◆ **What is needed**
The lines from the start of the records through the one containing "self.client.publish(reply_to.clone(), payload.into()).await?;" are to be transcribed exactly, and nothing else.

◆ **Source data**
--------------------------------

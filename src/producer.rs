//! NATS reply publisher

use anyhow::Result;
use async_nats::{Client, Subject};
use serde::Serialize;
use tracing::debug;

/// Publishes reply bodies to a request's reply subject
#[derive(Clone)]
pub struct ReplyProducer {
    client: Client,
}

impl ReplyProducer {
    /// Create a new reply producer
    pub fn new(client: Client) -> Self {
        Self { client }
    }

    /// Serialize `body` as JSON and publish it to `reply_to`
    pub async fn reply<T: Serialize>(&self, reply_to: Subject, body: &T) -> Result<()> {
        let payload = encode(body)?;
        let size = payload.len();

        self.client.publish(reply_to.clone(), payload.into()).await?;

        debug!(subject = %reply_to, bytes = size, "Published reply");
        Ok(())
    }
}

/// JSON encoding used for every reply
pub fn encode<T: Serialize>(body: &T) -> Result<Vec<u8>> {
    Ok(serde_json::to_vec(body)?)
}
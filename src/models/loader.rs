//! Startup loading of the fitted artifacts
//!
//! Every failure here is fatal to startup and names the artifact at fault.

use crate::config::ArtifactsConfig;
use crate::error::{Artifact, ArtifactError};
use crate::models::inference::ModelHandle;
use crate::models::native::NativeModelSpec;
use crate::scaler::{ScalerBundle, ScalingParameters};
use crate::schema::{CategoryCodes, FEATURE_COUNT};
use crate::types::Target;
use serde::de::DeserializeOwned;
use std::fs;
use std::path::{Path, PathBuf};
use tracing::{info, warn};

/// Everything the service needs, loaded and verified
pub struct LoadedArtifacts {
    pub scaler: ScalingParameters,
    pub category_codes: CategoryCodes,
    pub gpa_model: Box<dyn ModelHandle>,
    pub grade_class_model: Box<dyn ModelHandle>,
}

/// Loader for the scaler bundle and both models
pub struct ArtifactLoader {
    dir: PathBuf,
    /// Number of threads for ONNX inference
    onnx_threads: usize,
    #[cfg(feature = "onnx")]
    onnx_ready: std::cell::Cell<bool>,
}

impl ArtifactLoader {
    /// Create a loader resolving artifact names against `dir`
    pub fn new<P: AsRef<Path>>(dir: P) -> Self {
        Self {
            dir: dir.as_ref().to_path_buf(),
            onnx_threads: 1,
            #[cfg(feature = "onnx")]
            onnx_ready: std::cell::Cell::new(false),
        }
    }

    pub fn with_onnx_threads(mut self, threads: usize) -> Self {
        self.onnx_threads = threads.max(1);
        self
    }

    /// Load all three artifacts named in the configuration
    pub fn load_all(&self, config: &ArtifactsConfig) -> Result<LoadedArtifacts, ArtifactError> {
        let (scaler, category_codes) = self.load_scaler(&config.scaler)?;
        let gpa_model = self.load_model(&config.gpa_model, Target::Gpa)?;
        let grade_class_model = self.load_model(&config.grade_class_model, Target::GradeClass)?;

        info!(
            dir = %self.dir.display(),
            gpa_model = gpa_model.name(),
            grade_class_model = grade_class_model.name(),
            "All artifacts loaded"
        );

        Ok(LoadedArtifacts {
            scaler,
            category_codes,
            gpa_model,
            grade_class_model,
        })
    }

    /// Load and verify the scaler bundle
    pub fn load_scaler(
        &self,
        file: &str,
    ) -> Result<(ScalingParameters, CategoryCodes), ArtifactError> {
        let path = self.dir.join(file);
        let bundle: ScalerBundle = read_json(&path, Artifact::Scaler)?;
        let parts = bundle
            .into_parts()
            .map_err(|e| e.in_artifact(Artifact::Scaler, &path))?;

        info!(path = %path.display(), "Scaler loaded");
        Ok(parts)
    }

    /// Load one model, picking the backend from the file extension
    pub fn load_model(
        &self,
        file: &str,
        target: Target,
    ) -> Result<Box<dyn ModelHandle>, ArtifactError> {
        let artifact = match target {
            Target::Gpa => Artifact::GpaModel,
            Target::GradeClass => Artifact::GradeClassModel,
        };
        let path = self.dir.join(file);
        if !path.exists() {
            return Err(ArtifactError::Missing { artifact, path });
        }
        let name = path
            .file_stem()
            .and_then(|s| s.to_str())
            .unwrap_or(file)
            .to_string();

        let model: Box<dyn ModelHandle> = match path.extension().and_then(|e| e.to_str()) {
            Some("json") => {
                let spec: NativeModelSpec = read_json(&path, artifact)?;
                spec.check_target(target)
                    .map_err(|e| e.in_artifact(artifact, &path))?;
                spec.build(&name)
                    .map_err(|e| e.in_artifact(artifact, &path))?
            }
            #[cfg(feature = "onnx")]
            Some("onnx") => {
                self.ensure_onnx_runtime()?;
                let model = crate::models::onnx::OnnxModel::load(
                    &path,
                    &name,
                    target,
                    self.onnx_threads,
                )
                .map_err(|e| e.in_artifact(artifact, &path))?;
                Box::new(model)
            }
            _ => return Err(ArtifactError::UnsupportedFormat { artifact, path }),
        };

        if let Some(width) = model.input_width() {
            if width != FEATURE_COUNT {
                warn!(
                    model = %name,
                    expected = FEATURE_COUNT,
                    actual = width,
                    "Model input width does not match the feature schema; requests will fail"
                );
            }
        }

        info!(model = %name, target = %target, path = %path.display(), "Model loaded");
        Ok(model)
    }

    #[cfg(feature = "onnx")]
    fn ensure_onnx_runtime(&self) -> Result<(), ArtifactError> {
        if !self.onnx_ready.get() {
            crate::models::onnx::init_runtime()?;
            self.onnx_ready.set(true);
        }
        Ok(())
    }
}

fn read_json<T: DeserializeOwned>(path: &Path, artifact: Artifact) -> Result<T, ArtifactError> {
    if !path.exists() {
        return Err(ArtifactError::Missing {
            artifact,
            path: path.to_path_buf(),
        });
    }
    let bytes = fs::read(path).map_err(|source| ArtifactError::Read {
        artifact,
        path: path.to_path_buf(),
        source,
    })?;
    serde_json::from_slice(&bytes).map_err(|source| ArtifactError::Parse {
        artifact,
        path: path.to_path_buf(),
        source,
    })
}
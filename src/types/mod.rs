//! Type definitions for the prediction service

pub mod prediction;
pub mod request;

pub use prediction::{GradeClass, PredictionResponse, PredictionResult};
pub use request::{PredictionRequest, RawValue, Target};
impl<R: RandomSource> Stacker<R> {
    pub fn new(random: R, now_ms: u64) -> Self {
        let mut game = Self {
            board: Board::new(),
            // placeholder until restart fills the preview and spawns
            controller: Controller::new(PieceKind::I, PieceKind::I),
            session: Session::default(),
            phase: Phase::Spawning,
            latch: InputLatch::default(),
            last_step_ms: now_ms,
            random,
        };
        game.restart(now_ms);
        game
    }

    /// Clears the well and the score and starts over with a fresh piece.
    pub fn restart(&mut self, now_ms: u64) {
        self.board.reset();
        self.session = Session::default();
        let first = self.draw();
        self.controller.set_next(first);
        self.phase = Phase::Spawning;
        self.settle();
        self.last_step_ms = now_ms;
        info!("new game");
    }

    pub fn tick(&mut self, buttons: Buttons, now_ms: u64) -> Outcome {
        let pressed = self.latch.update(buttons);
        match self.phase {
            Phase::GameOver => {
                if pressed.restart {
                    self.restart(now_ms);
                    Outcome::Restarted
                } else {
                    Outcome::Idle
                }
            }
            _ => self.fall(pressed, now_ms),
        }
    }

    pub fn board(&self) -> &Board {
        &self.board
    }

    pub fn piece(&self) -> &Piece {
        self.controller.piece()
    }

    pub fn next(&self) -> PieceKind {
        self.controller.next()
    }

    pub fn phase(&self) -> Phase {
        self.phase
    }

    pub fn is_game_over(&self) -> bool {
        self.phase == Phase::GameOver
    }

    pub fn score(&self) -> u32 {
        self.session.score()
    }

    pub fn lines(&self) -> u32 {
        self.session.lines()
    }

    pub fn level(&self) -> u32 {
        self.session.level()
    }

    pub fn gravity_interval(&self) -> u32 {
        self.session.gravity_interval()
    }

    fn draw(&mut self) -> PieceKind {
        PieceKind::wrapping_at(self.random.next_range(KIND_COUNT as u8))
    }

    fn fall(&mut self, pressed: Buttons, now_ms: u64) -> Outcome {
        if pressed.left {
            self.controller.move_by(&self.board, -1, 0);
        }
        if pressed.right {
            self.controller.move_by(&self.board, 1, 0);
        }
        if pressed.rotate {
            self.controller.rotate(&self.board);
        }
        if pressed.soft_drop && self.controller.move_by(&self.board, 0, 1) {
            self.session.record_soft_drop();
        }

        let interval = if pressed.fast_drop {
            FAST_DROP_MS
        } else {
            self.session.gravity_interval()
        };
        if now_ms.saturating_sub(self.last_step_ms) <= interval as u64 {
            return Outcome::Idle;
        }
        self.last_step_ms = now_ms;

        if self.controller.move_by(&self.board, 0, 1) {
            return Outcome::Idle;
        }
        self.phase = Phase::Locking;
        self.settle()
    }

    // Runs the pass-through phases until the game rests in Falling or
    // GameOver.
    fn settle(&mut self) -> Outcome {
        let mut cleared = 0;
        loop {
            self.phase = match self.phase {
                Phase::Locking => {
                    self.board.merge(self.controller.piece());
                    Phase::Clearing
                }
                Phase::Clearing => {
                    cleared = clear_full_rows(&mut self.board);
                    self.session.record_clear(cleared);
                    if cleared > 0 {
                        info!(
                            "cleared {} lines, score {} level {}",
                            cleared,
                            self.session.score(),
                            self.session.level()
                        );
                    }
                    Phase::Spawning
                }
                Phase::Spawning => {
                    let fresh = self.draw();
                    let kind = self.controller.promote(fresh);
                    if self.controller.try_spawn(&self.board, kind) {
                        debug!("spawned {}, next {}", kind, fresh);
                        Phase::Falling
                    } else {
                        info!("game over, score {}", self.session.score());
                        Phase::GameOver
                    }
                }
                Phase::Falling => return Outcome::Locked { lines: cleared },
                Phase::GameOver => return Outcome::GameOver,
            };
        }
    }
}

--------------------------------

◆ **Solution to the problem**
filename src/producer.rs
//! NATS reply publisher

use anyhow::Result;
use async_nats::{Client, Subject};
use serde::Serialize;
use tracing::debug;

/// Publishes reply bodies to a request's reply subject
#[derive(Clone)]
pub struct ReplyProducer {
    client: Client,
}

impl ReplyProducer {
    /// Create a new reply producer
    pub fn new(client: Client) -> Self {
        Self { client }
    }

    /// Serialize `body` as JSON and publish it to `reply_to`
    pub async fn reply<T: Serialize>(&self, reply_to: Subject, body: &T) -> Result<()> {
        let payload = encode(body)?;
        let size = payload.len();

        self.client.publish(reply_to.clone(), payload.into()).await?;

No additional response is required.